Para ouvir: de um filme soberbo de Iñárritu, só poderia ter uma banda sonora genial que contou também com Sakamoto. “Endless Flight” de Gustavo Santaolalla é uma daquelas músicas para nos fazerem sobrevoar o mundo enquanto nos sentamos ou deitamos a ouvi-las. Fazem-nos navegar pelo mundo e por pensamentos nem sempre apetecíveis. Foi também um “endless flight” a compra do CD pouco depois do filme sair, mas lá se conseguiu a um preço que dava para comprar uma colecção deles.
Para ver: uma coisa leva à outra e por isso a minha sugestão é clara: "Babel"! Um filme do mundo real, e por isso um daqueles mais complexos de ver e sentir. Quatro histórias brilhantes de visualização obrigatória.
Para aproveitar: eu direi para viver, estão aí as Festas de Lisboa, é aproveitar ao máximo como se não houvesse amanhã. Por falar nisso, nada como passar no arraial da Vila Berta, lá para os lados da Graça.

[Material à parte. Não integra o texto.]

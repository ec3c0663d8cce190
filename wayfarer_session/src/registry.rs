// Membership registry: the session roster.
//
// One `PeerRecord` per admitted peer, keyed by `PeerId`, plus a monotonic
// join counter so "earliest-joined" survives removals and doesn't depend on
// random id ordering. The coordinator holds the authoritative registry; each
// joining peer keeps a replica fed by `Welcome`, `PeerJoined`, `PeerLeft` and
// leadership results.
//
// Invariants held here:
// - at most one record has `is_host`, and it keeps it until removed;
// - at most one record has `is_leader` (`set_leader` clears all others in the
//   same call).
//
// Removal cascades (re-election, "peer left" notice) are the session's job:
// the registry only reports what was removed.

use std::collections::BTreeMap;
use std::net::SocketAddr;
use std::time::Instant;

use wayfarer_protocol::{GameVersion, PeerId, PeerInfo};

#[derive(Clone, Debug, PartialEq, Eq)]
pub enum RegistryError {
    Duplicate(PeerId),
    Full { max: u32 },
    SecondHost(PeerId),
}

#[derive(Clone, Debug)]
pub struct PeerRecord {
    pub id: PeerId,
    pub name: String,
    pub game_version: GameVersion,
    pub protocol_version: u32,
    pub address: Option<SocketAddr>,
    pub is_host: bool,
    pub is_leader: bool,
    pub connected: bool,
    pub last_heartbeat: Instant,
    pub join_order: u64,
    pub character_id: Option<String>,
}

impl PeerRecord {
    pub fn info(&self) -> PeerInfo {
        PeerInfo {
            id: self.id,
            name: self.name.clone(),
            game_version: self.game_version,
            is_host: self.is_host,
            is_leader: self.is_leader,
            join_order: self.join_order,
            character_id: self.character_id.clone(),
        }
    }

    /// Replica record built from a wire `PeerInfo`.
    pub fn from_info(info: &PeerInfo, now: Instant) -> Self {
        Self {
            id: info.id,
            name: info.name.clone(),
            game_version: info.game_version,
            protocol_version: 0,
            address: None,
            is_host: info.is_host,
            is_leader: info.is_leader,
            connected: true,
            last_heartbeat: now,
            join_order: info.join_order,
            character_id: info.character_id.clone(),
        }
    }
}

pub struct MembershipRegistry {
    peers: BTreeMap<PeerId, PeerRecord>,
    next_join_order: u64,
    max_peers: u32,
}

impl MembershipRegistry {
    pub fn new(max_peers: u32) -> Self {
        Self {
            peers: BTreeMap::new(),
            next_join_order: 0,
            max_peers,
        }
    }

    /// Insert a newly admitted peer, assigning its join order. The record's
    /// own `join_order` is overwritten.
    pub fn add(&mut self, mut record: PeerRecord) -> Result<u64, RegistryError> {
        if self.peers.contains_key(&record.id) {
            return Err(RegistryError::Duplicate(record.id));
        }
        if self.peers.len() as u32 >= self.max_peers {
            return Err(RegistryError::Full {
                max: self.max_peers,
            });
        }
        if record.is_host && self.host().is_some() {
            return Err(RegistryError::SecondHost(record.id));
        }
        record.join_order = self.next_join_order;
        self.next_join_order += 1;
        let order = record.join_order;
        if record.is_leader {
            self.clear_leader();
        }
        self.peers.insert(record.id, record);
        Ok(order)
    }

    /// Insert a record as-is (replicas mirror the coordinator's ordering).
    pub fn insert_replica(&mut self, record: PeerRecord) {
        self.next_join_order = self.next_join_order.max(record.join_order + 1);
        if record.is_leader {
            self.clear_leader();
        }
        self.peers.insert(record.id, record);
    }

    pub fn remove(&mut self, id: PeerId) -> Option<PeerRecord> {
        self.peers.remove(&id)
    }

    pub fn get(&self, id: PeerId) -> Option<&PeerRecord> {
        self.peers.get(&id)
    }

    pub fn contains(&self, id: PeerId) -> bool {
        self.peers.contains_key(&id)
    }

    /// All records in join order.
    pub fn get_all(&self) -> Vec<&PeerRecord> {
        let mut all: Vec<&PeerRecord> = self.peers.values().collect();
        all.sort_by_key(|r| r.join_order);
        all
    }

    pub fn infos(&self) -> Vec<PeerInfo> {
        self.get_all().into_iter().map(PeerRecord::info).collect()
    }

    pub fn ids(&self) -> Vec<PeerId> {
        self.get_all().into_iter().map(|r| r.id).collect()
    }

    pub fn len(&self) -> usize {
        self.peers.len()
    }

    pub fn is_empty(&self) -> bool {
        self.peers.is_empty()
    }

    pub fn max_peers(&self) -> u32 {
        self.max_peers
    }

    pub fn host(&self) -> Option<&PeerRecord> {
        self.peers.values().find(|r| r.is_host)
    }

    pub fn leader(&self) -> Option<PeerId> {
        self.peers.values().find(|r| r.is_leader).map(|r| r.id)
    }

    /// Make `id` the only leader. `None`, or an id not on the roster,
    /// leaves nobody flagged.
    pub fn set_leader(&mut self, id: Option<PeerId>) {
        self.clear_leader();
        if let Some(record) = id.and_then(|id| self.peers.get_mut(&id)) {
            record.is_leader = true;
        }
    }

    fn clear_leader(&mut self) {
        for record in self.peers.values_mut() {
            record.is_leader = false;
        }
    }

    /// Earliest-joined connected peer, optionally skipping one.
    pub fn earliest_connected(&self, except: Option<PeerId>) -> Option<PeerId> {
        self.peers
            .values()
            .filter(|r| r.connected && Some(r.id) != except)
            .min_by_key(|r| r.join_order)
            .map(|r| r.id)
    }

    /// Refresh liveness of `id`. Unknown ids are ignored.
    pub fn touch(&mut self, id: PeerId, now: Instant) {
        if let Some(record) = self.peers.get_mut(&id) {
            record.last_heartbeat = now;
        }
    }

    /// Connected peers silent for longer than `timeout` at `now`.
    pub fn silent_since(&self, now: Instant, timeout: std::time::Duration) -> Vec<PeerId> {
        self.get_all()
            .into_iter()
            .filter(|r| r.connected && now.saturating_duration_since(r.last_heartbeat) > timeout)
            .map(|r| r.id)
            .collect()
    }
}
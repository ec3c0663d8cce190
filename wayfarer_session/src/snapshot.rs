// Character snapshot store: versioned persona blobs for joining with a
// character.
//
// `CharacterSnapshotStore` puts the version gate in front of a plain keyed
// `CharacterStore`. Export stamps a snapshot with a fresh id, the owner and
// this build's game version; import refuses anything saved by a different
// major version, using the same rule as the handshake gate.
//
// `DirectoryStore` is the durable backend: one pretty-printed JSON file per
// character, `<dir>/<character_id>.json`. Ids are generated uuids, and reads
// refuse anything that isn't shaped like one so an id can never address a
// path outside the directory.

use std::fs;
use std::io;
use std::path::{Path, PathBuf};

use uuid::Uuid;
use wayfarer_protocol::{CharacterSnapshot, GameVersion, PeerId};

use crate::bus::unix_millis;
use crate::error::SnapshotError;

/// Keyed storage for snapshot blobs.
pub trait CharacterStore: Send {
    fn put(&mut self, snapshot: &CharacterSnapshot) -> Result<(), SnapshotError>;
    fn get(&self, character_id: &str) -> Result<Option<CharacterSnapshot>, SnapshotError>;
    fn all(&self) -> Result<Vec<CharacterSnapshot>, SnapshotError>;
}

pub struct DirectoryStore {
    dir: PathBuf,
}

impl DirectoryStore {
    /// Open (creating if needed) a store rooted at `dir`.
    pub fn open(dir: impl Into<PathBuf>) -> Result<Self, SnapshotError> {
        let dir = dir.into();
        fs::create_dir_all(&dir)?;
        Ok(Self { dir })
    }

    pub fn dir(&self) -> &Path {
        &self.dir
    }

    fn path_for(&self, character_id: &str) -> Option<PathBuf> {
        Uuid::parse_str(character_id)
            .ok()
            .map(|_| self.dir.join(format!("{character_id}.json")))
    }
}

impl CharacterStore for DirectoryStore {
    fn put(&mut self, snapshot: &CharacterSnapshot) -> Result<(), SnapshotError> {
        let path = self
            .path_for(&snapshot.character_id)
            .ok_or_else(|| SnapshotError::NotFound(snapshot.character_id.clone()))?;
        fs::write(path, serde_json::to_vec_pretty(snapshot)?)?;
        Ok(())
    }

    fn get(&self, character_id: &str) -> Result<Option<CharacterSnapshot>, SnapshotError> {
        let Some(path) = self.path_for(character_id) else {
            return Ok(None);
        };
        match fs::read(&path) {
            Ok(bytes) => Ok(Some(serde_json::from_slice(&bytes)?)),
            Err(e) if e.kind() == io::ErrorKind::NotFound => Ok(None),
            Err(e) => Err(e.into()),
        }
    }

    fn all(&self) -> Result<Vec<CharacterSnapshot>, SnapshotError> {
        let mut out = Vec::new();
        for entry in fs::read_dir(&self.dir)? {
            let path = entry?.path();
            if path.extension().and_then(|e| e.to_str()) != Some("json") {
                continue;
            }
            match serde_json::from_slice(&fs::read(&path)?) {
                Ok(snapshot) => out.push(snapshot),
                Err(e) => log::warn!("skipping unreadable snapshot {}: {e}", path.display()),
            }
        }
        Ok(out)
    }
}

/// The major-version rule for personas. The snapshot store applies it on
/// import and the handshake gate applies it to personas brought to a join.
pub fn check_persona_version(
    expected: GameVersion,
    snapshot: &CharacterSnapshot,
) -> Result<(), SnapshotError> {
    if !expected.is_compatible_with(&snapshot.game_version) {
        return Err(SnapshotError::IncompatibleVersion {
            character_id: snapshot.character_id.clone(),
            found: snapshot.game_version,
            expected,
        });
    }
    Ok(())
}

/// Listing entry for `list_available`.
#[derive(Clone, Debug, PartialEq, Eq)]
pub struct SnapshotMeta {
    pub character_id: String,
    pub owner_peer_id: PeerId,
    pub creation_time: u64,
    pub game_version: GameVersion,
}

pub struct CharacterSnapshotStore<S: CharacterStore> {
    store: S,
    game_version: GameVersion,
}

impl<S: CharacterStore> CharacterSnapshotStore<S> {
    pub fn new(store: S, game_version: GameVersion) -> Self {
        Self {
            store,
            game_version,
        }
    }

    /// Save a persona payload and return the stamped snapshot.
    pub fn export(
        &mut self,
        owner: PeerId,
        payload: serde_json::Value,
    ) -> Result<CharacterSnapshot, SnapshotError> {
        let snapshot = CharacterSnapshot {
            character_id: Uuid::new_v4().to_string(),
            owner_peer_id: owner,
            creation_time: unix_millis(),
            game_version: self.game_version,
            payload,
        };
        self.store.put(&snapshot)?;
        log::info!("exported character {} for {owner}", snapshot.character_id);
        Ok(snapshot)
    }

    /// Load a stored snapshot, refusing other major versions.
    pub fn import(&self, character_id: &str) -> Result<CharacterSnapshot, SnapshotError> {
        let snapshot = self
            .store
            .get(character_id)?
            .ok_or_else(|| SnapshotError::NotFound(character_id.to_string()))?;
        self.validate(&snapshot)?;
        Ok(snapshot)
    }

    /// The version gate alone, for snapshots that arrived over the wire.
    pub fn validate(&self, snapshot: &CharacterSnapshot) -> Result<(), SnapshotError> {
        check_persona_version(self.game_version, snapshot)
    }

    /// Stored snapshots, newest first, optionally for one owner only.
    pub fn list_available(
        &self,
        owner: Option<PeerId>,
    ) -> Result<Vec<SnapshotMeta>, SnapshotError> {
        let mut metas: Vec<SnapshotMeta> = self
            .store
            .all()?
            .into_iter()
            .filter(|s| owner.is_none_or(|o| s.owner_peer_id == o))
            .map(|s| SnapshotMeta {
                character_id: s.character_id,
                owner_peer_id: s.owner_peer_id,
                creation_time: s.creation_time,
                game_version: s.game_version,
            })
            .collect();
        metas.sort_by(|a, b| b.creation_time.cmp(&a.creation_time));
        Ok(metas)
    }
}

#[cfg(test)]
pub(crate) mod tests {
    use super::*;

    /// Fresh empty directory under the system temp dir.
    pub(crate) fn scratch_dir(tag: &str) -> PathBuf {
        let dir = std::env::temp_dir().join(format!("wayfarer-{tag}-{}", Uuid::new_v4()));
        fs::create_dir_all(&dir).unwrap();
        dir
    }

    fn store(version: GameVersion) -> CharacterSnapshotStore<DirectoryStore> {
        let dir = scratch_dir("snapshots");
        CharacterSnapshotStore::new(DirectoryStore::open(dir).unwrap(), version)
    }

    #[test]
    fn export_then_import_keeps_id_and_payload() {
        let mut s = store(GameVersion::new(1, 3, 0));
        let owner = PeerId::generate();
        let payload = serde_json::json!({"name": "Wren", "level": 7, "kit": ["bow"]});
        let exported = s.export(owner, payload.clone()).unwrap();

        let imported = s.import(&exported.character_id).unwrap();
        assert_eq!(imported.character_id, exported.character_id);
        assert_eq!(imported.payload, payload);
        assert_eq!(imported.owner_peer_id, owner);
    }

    #[test]
    fn import_unknown_or_malformed_id_is_not_found() {
        let s = store(GameVersion::new(1, 0, 0));
        let missing = Uuid::new_v4().to_string();
        assert!(matches!(
            s.import(&missing),
            Err(SnapshotError::NotFound(_))
        ));
        assert!(matches!(
            s.import("../../etc/passwd"),
            Err(SnapshotError::NotFound(_))
        ));
    }

    #[test]
    fn other_major_version_is_refused_on_import() {
        let dir = scratch_dir("snapshots-major");
        let mut old = CharacterSnapshotStore::new(
            DirectoryStore::open(&dir).unwrap(),
            GameVersion::new(1, 9, 9),
        );
        let id = old
            .export(PeerId::generate(), serde_json::json!({}))
            .unwrap()
            .character_id;

        let new = CharacterSnapshotStore::new(
            DirectoryStore::open(&dir).unwrap(),
            GameVersion::new(2, 0, 0),
        );
        assert!(matches!(
            new.import(&id),
            Err(SnapshotError::IncompatibleVersion { .. })
        ));
        let patch = CharacterSnapshotStore::new(
            DirectoryStore::open(&dir).unwrap(),
            GameVersion::new(1, 0, 4),
        );
        assert!(patch.import(&id).is_ok());
    }

    #[test]
    fn list_is_newest_first_and_filters_by_owner() {
        let dir = scratch_dir("snapshots-list");
        let (a, b) = (PeerId::generate(), PeerId::generate());
        let mut raw = DirectoryStore::open(&dir).unwrap();
        for (owner, t) in [(a, 100), (b, 300), (a, 200)] {
            raw.put(&CharacterSnapshot {
                character_id: Uuid::new_v4().to_string(),
                owner_peer_id: owner,
                creation_time: t,
                game_version: GameVersion::new(1, 0, 0),
                payload: serde_json::Value::Null,
            })
            .unwrap();
        }
        let s = CharacterSnapshotStore::new(raw, GameVersion::new(1, 0, 0));

        let times: Vec<u64> = s
            .list_available(None)
            .unwrap()
            .iter()
            .map(|m| m.creation_time)
            .collect();
        assert_eq!(times, vec![300, 200, 100]);

        let mine = s.list_available(Some(a)).unwrap();
        assert_eq!(mine.len(), 2);
        assert!(mine.iter().all(|m| m.owner_peer_id == a));
        assert_eq!(mine[0].creation_time, 200);
    }
}
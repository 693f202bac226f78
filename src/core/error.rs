//! Error taxonomy for the rules engine.
//!
//! Failures come in two classes with different audiences:
//!
//! - [`Rejection`]: the attempted intent is illegal in the current state.
//!   The caller re-prompts the user; nothing changed.
//! - [`StateFault`]: a precondition the caller was responsible for has
//!   been violated (card not in hand, no matching pending action). These
//!   indicate caller/engine desynchronization, not a normal game
//!   situation, and must not be surfaced as a benign decline.
//!
//! Every transition either returns a complete new state or one of these;
//! there is no partial application.

use thiserror::Error;

use super::player::PlayerId;
use crate::cards::CardId;

/// A declined intent. Carries a short human-readable reason.
#[derive(Debug, Error, Clone, PartialEq, Eq)]
pub enum Rejection {
    #[error("player {0} cannot draw a card right now")]
    CannotDraw(PlayerId),
    #[error("game is already finished")]
    GameFinished,
}

/// A data-integrity fault: the caller and the engine disagree about the
/// state. Should never occur when the legality checker is consulted first.
#[derive(Debug, Error, Clone, PartialEq, Eq)]
pub enum StateFault {
    #[error("player {player} does not hold card {card}")]
    CardNotInHand { player: PlayerId, card: CardId },
    #[error("no pending choose-color action for player {0}")]
    NoPendingChooseColor(PlayerId),
    #[error("no drawable action for player {0}")]
    NoDrawableAction(PlayerId),
    #[error("cannot deal a game with no players")]
    NoPlayers,
    #[error("{players} players at {cards_per_person} cards each do not fit a {deck_size}-card deck")]
    InsufficientCards {
        players: usize,
        cards_per_person: usize,
        deck_size: usize,
    },
    #[error("draw pile and discard pile are both exhausted")]
    DrawPileExhausted,
}

/// Any failed transition.
#[derive(Debug, Error, Clone, PartialEq, Eq)]
pub enum EngineError {
    /// User-actionable: re-prompt, state unchanged.
    #[error("rejected: {0}")]
    Rejected(#[from] Rejection),
    /// Internal: caller/engine desynchronization.
    #[error("state fault: {0}")]
    Fault(#[from] StateFault),
}

impl EngineError {
    /// Is this a user-actionable rejection (as opposed to a fault)?
    #[must_use]
    pub fn is_rejection(&self) -> bool {
        matches!(self, EngineError::Rejected(_))
    }
}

Para comer e beber: no município de Meis (Pontevedra), em A Armenteira, para além do fantástico mosteiro de Santa Maria de Armenteira (Monumento Nacional), logo em frente existe um local extremamente simpático: “Bar O Comercio”. Para tapear a preços convidativos. Um “pulpo a la gallega”, os “chipirones” e tantas outras iguarias na companhia de uma Estrella Galicia fazem toda a diferença e são uma ótima forma de relaxar depois de uma visita ao mosteiro e antes de uma boa jantarada em Cambados ou O Grove.